Today, if we choose not to fly to our destination at 500 or more miles per hour, we can drive down the interstate in air-conditioned and heated vehicles at 70 (or 80) miles an hour. We can
use the powerful computer we keep in our purses to make reservations at our next destination where we expect potable water, toilets, clean 300-thread count sheets on the bed, television
with a remote control and perhaps a swimming pool. After checking in, we can go to any of a myriad of restaurants where we choose from a vast selection of food, the ingredients often transported thousands of miles, knowing that refrigeration and hygienic cooking techniques keep the food healthy, as well as abundant.
Though life had stayed relatively the same for hundreds of thousands of years, something happened in the eighteenth century that allowed us to go from ox-drawn cart to a rocket to the
moon, in less than 200 years. If you would like to know the answer to that question, join the Heritage Book Club where our August book selection is The Five Thousand Year Leap: 28 Great Ideas That Changed the World. (Spoiler alert: it has something to do with America’s Founding Fathers and the miraculous document they created.)
The Heritage Book Club is an ongoing book club/discussion group that delves into the ideas, documents and books that define who we are as a people.
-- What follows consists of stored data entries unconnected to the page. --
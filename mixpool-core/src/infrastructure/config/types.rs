use crate::domain::PoolConfig;
use serde::{Deserialize, Serialize};

pub const DEFAULT_TICK_INTERVAL_MS: u64 = 1_000;
pub const DEFAULT_LOG_FILTERS: &str = "info";
pub const DEFAULT_PEER_ID: &str = "mixpool-node";

#[derive(Clone, Debug, Default, PartialEq, Serialize, Deserialize)]
pub struct AppConfig {
    #[serde(default)]
    pub pool: PoolConfig,
    #[serde(default)]
    pub logging: LoggingConfig,
    #[serde(default)]
    pub runtime: RuntimeConfig,
    #[serde(default)]
    pub identity: IdentityConfig,
}

#[derive(Clone, Debug, PartialEq, Serialize, Deserialize)]
pub struct LoggingConfig {
    /// Directory for rolling log files. Console only when unset.
    #[serde(default)]
    pub log_dir: Option<String>,
    /// Same syntax as `init_logger`: `info,mixpool_core::domain=debug,root=warn`.
    #[serde(default = "default_log_filters")]
    pub filters: String,
}

impl Default for LoggingConfig {
    fn default() -> Self {
        Self { log_dir: None, filters: default_log_filters() }
    }
}

#[derive(Clone, Debug, PartialEq, Serialize, Deserialize)]
pub struct RuntimeConfig {
    /// Period of the timeout / progress tick.
    #[serde(default = "default_tick_interval_ms")]
    pub tick_interval_ms: u64,
    /// Name this node uses on the transport.
    #[serde(default = "default_peer_id")]
    pub peer_id: String,
}

impl Default for RuntimeConfig {
    fn default() -> Self {
        Self { tick_interval_ms: DEFAULT_TICK_INTERVAL_MS, peer_id: default_peer_id() }
    }
}

/// Coordinator key material. Unused on clients.
#[derive(Clone, Debug, Default, PartialEq, Eq, Serialize, Deserialize)]
pub struct IdentityConfig {
    /// Hex secp256k1 secret key, as printed by `mixpool-keygen`.
    #[serde(default)]
    pub secret_key_hex: Option<String>,
    /// Collateral outpoint (`txid:index`) registering this coordinator in the directory.
    #[serde(default)]
    pub collateral_outpoint: Option<String>,
}

fn default_log_filters() -> String {
    DEFAULT_LOG_FILTERS.to_string()
}

fn default_tick_interval_ms() -> u64 {
    DEFAULT_TICK_INTERVAL_MS
}

fn default_peer_id() -> String {
    DEFAULT_PEER_ID.to_string()
}
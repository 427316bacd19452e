use crate::domain::{Outbound, ProtocolMessage};
use crate::infrastructure::transport::Transport;
use log::{trace, warn};
use std::sync::Arc;

/// Delivers what a session queued once its lock is released.
///
/// Delivery failures are logged and dropped; the session state is already settled.
pub struct RelayNotifier {
    transport: Arc<dyn Transport>,
}

impl RelayNotifier {
    pub fn new(transport: Arc<dyn Transport>) -> Self {
        Self { transport }
    }

    pub fn transport(&self) -> &Arc<dyn Transport> {
        &self.transport
    }

    /// Returns how many messages were handed to the transport.
    pub async fn dispatch(&self, outbound: Vec<Outbound>) -> usize {
        let mut delivered = 0;
        for item in outbound {
            let kind = item.message().kind();
            let result = match item {
                Outbound::Broadcast(message) => self.transport.broadcast(message).await,
                Outbound::Send { peer, message } => {
                    trace!("sending direct message kind={} peer={}", kind, peer);
                    self.transport.send(&peer, message).await
                }
            };
            match result {
                Ok(()) => delivered += 1,
                Err(err) => warn!("relay failed kind={} error={}", kind, err),
            }
        }
        delivered
    }

    pub async fn relay(&self, message: ProtocolMessage) -> bool {
        self.dispatch(vec![Outbound::Broadcast(message)]).await == 1
    }
}
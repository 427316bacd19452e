use crate::fixtures::{envelope, PoolWorld, TEST_NOW};
use mixpool_core::application::PoolService;
use mixpool_core::domain::{BroadcastRecord, InputSigner, ProtocolMessage, Script, Transaction, TxIn, TxOut};
use mixpool_core::foundation::{PeerId, COIN};
use mixpool_core::infrastructure::crypto::{KeyInputSigner, Secp256k1MessageSigner};
use mixpool_core::infrastructure::transport::{MockHub, MockTransport, Transport, TransportSubscription};
use std::sync::Arc;
use std::time::Duration;

fn client_service(world: &PoolWorld, hub: &Arc<MockHub>) -> PoolService {
    let transport = Arc::new(MockTransport::new(hub.clone(), PeerId::from("client-a")));
    PoolService::with_session(world.client_session(), world.client_ctx(), transport)
}

/// A spend the ledger will accept.
fn signed_spend(world: &PoolWorld) -> Transaction {
    let owner = KeyInputSigner::generate();
    let coin = world.ledger.fund(Script::p2pkh(&owner.pubkey_hash()), COIN).expect("fund");
    let mut tx = Transaction::new(vec![TxIn::new(coin)], vec![TxOut::new(COIN - 1_000, Script::p2pkh(&[5; 20]))]);
    tx.inputs[0].script_sig = owner.sign_input(&tx, 0).expect("sign");
    tx
}

async fn next_payload(subscription: &mut TransportSubscription) -> ProtocolMessage {
    let item = tokio::time::timeout(Duration::from_secs(5), subscription.next()).await.expect("message in time");
    item.expect("stream open").expect("envelope").payload
}

#[tokio::test]
async fn test_broadcast_record_when_valid_then_cached_accepted_and_relayed_once() {
    let world = PoolWorld::new();
    let hub = Arc::new(MockHub::new());
    let service = client_service(&world, &hub);
    let mut watch = MockTransport::new(hub.clone(), PeerId::from("observer")).subscribe().await.expect("subscribe");

    let tx = signed_spend(&world);
    let txid = tx.txid().expect("txid");
    let mut record = BroadcastRecord::new(tx, world.identity.id, TEST_NOW);
    record.sign(world.identity.signer.as_ref(), world.verifier.as_ref()).expect("sign record");

    let incoming = envelope(&world.coordinator_peer, ProtocolMessage::BroadcastTx(record.clone()));
    service.handle_envelope(incoming.clone(), TEST_NOW).await.expect("record");
    service.handle_envelope(incoming, TEST_NOW).await.expect("duplicate record");

    assert!(service.with_broadcast_cache(|cache| cache.contains(&txid)).expect("cache"));
    assert!(world.ledger.in_mempool(&txid).expect("mempool"));

    let marker = MockTransport::new(hub.clone(), PeerId::from("marker"));
    marker.broadcast(ProtocolMessage::Signatures(Vec::new())).await.expect("marker");
    assert_eq!(next_payload(&mut watch).await, ProtocolMessage::BroadcastTx(record));
    assert_eq!(next_payload(&mut watch).await, ProtocolMessage::Signatures(Vec::new()));
}

#[tokio::test]
async fn test_broadcast_record_when_signed_by_unregistered_key_then_dropped() {
    let world = PoolWorld::new();
    let hub = Arc::new(MockHub::new());
    let service = client_service(&world, &hub);

    let tx = signed_spend(&world);
    let txid = tx.txid().expect("txid");
    let mut forged = BroadcastRecord::new(tx, world.identity.id, TEST_NOW);
    forged.sign(&Secp256k1MessageSigner::generate(), world.verifier.as_ref()).expect("sign with stray key");

    service.handle_envelope(envelope(&PeerId::from("mallory"), ProtocolMessage::BroadcastTx(forged)), TEST_NOW).await.expect("forged");
    assert!(service.with_broadcast_cache(|cache| cache.is_empty()).expect("cache"));
    assert!(!world.ledger.in_mempool(&txid).expect("mempool"));
}

#[tokio::test]
async fn test_transaction_when_mempool_refuses_then_not_relayed() {
    let world = PoolWorld::new();
    let hub = Arc::new(MockHub::new());
    let service = client_service(&world, &hub);
    let mut watch = MockTransport::new(hub.clone(), PeerId::from("observer")).subscribe().await.expect("subscribe");

    let mut unsigned = signed_spend(&world);
    unsigned.inputs[0].script_sig.clear();
    service.handle_envelope(envelope(&PeerId::from("peer"), ProtocolMessage::Transaction(unsigned)), TEST_NOW).await.expect("tx");

    let valid = signed_spend(&world);
    service.handle_envelope(envelope(&PeerId::from("peer"), ProtocolMessage::Transaction(valid.clone())), TEST_NOW).await.expect("tx");
    assert_eq!(next_payload(&mut watch).await, ProtocolMessage::Transaction(valid));
}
We explore Western Civilization, its Judeo-Christian foundation and how our Founding Fathers took the
wisdom of the ages and created what would quickly become the greatest nation on the face of the earth. We have multiple clubs popping up across WA, with more to come!
Please check the Conservative Ladies of Washington website to find a location near you. Can’t find one close to home? We would be glad to help you start one for your friends and neighbors. Contact me if you have any questions: email@example.com.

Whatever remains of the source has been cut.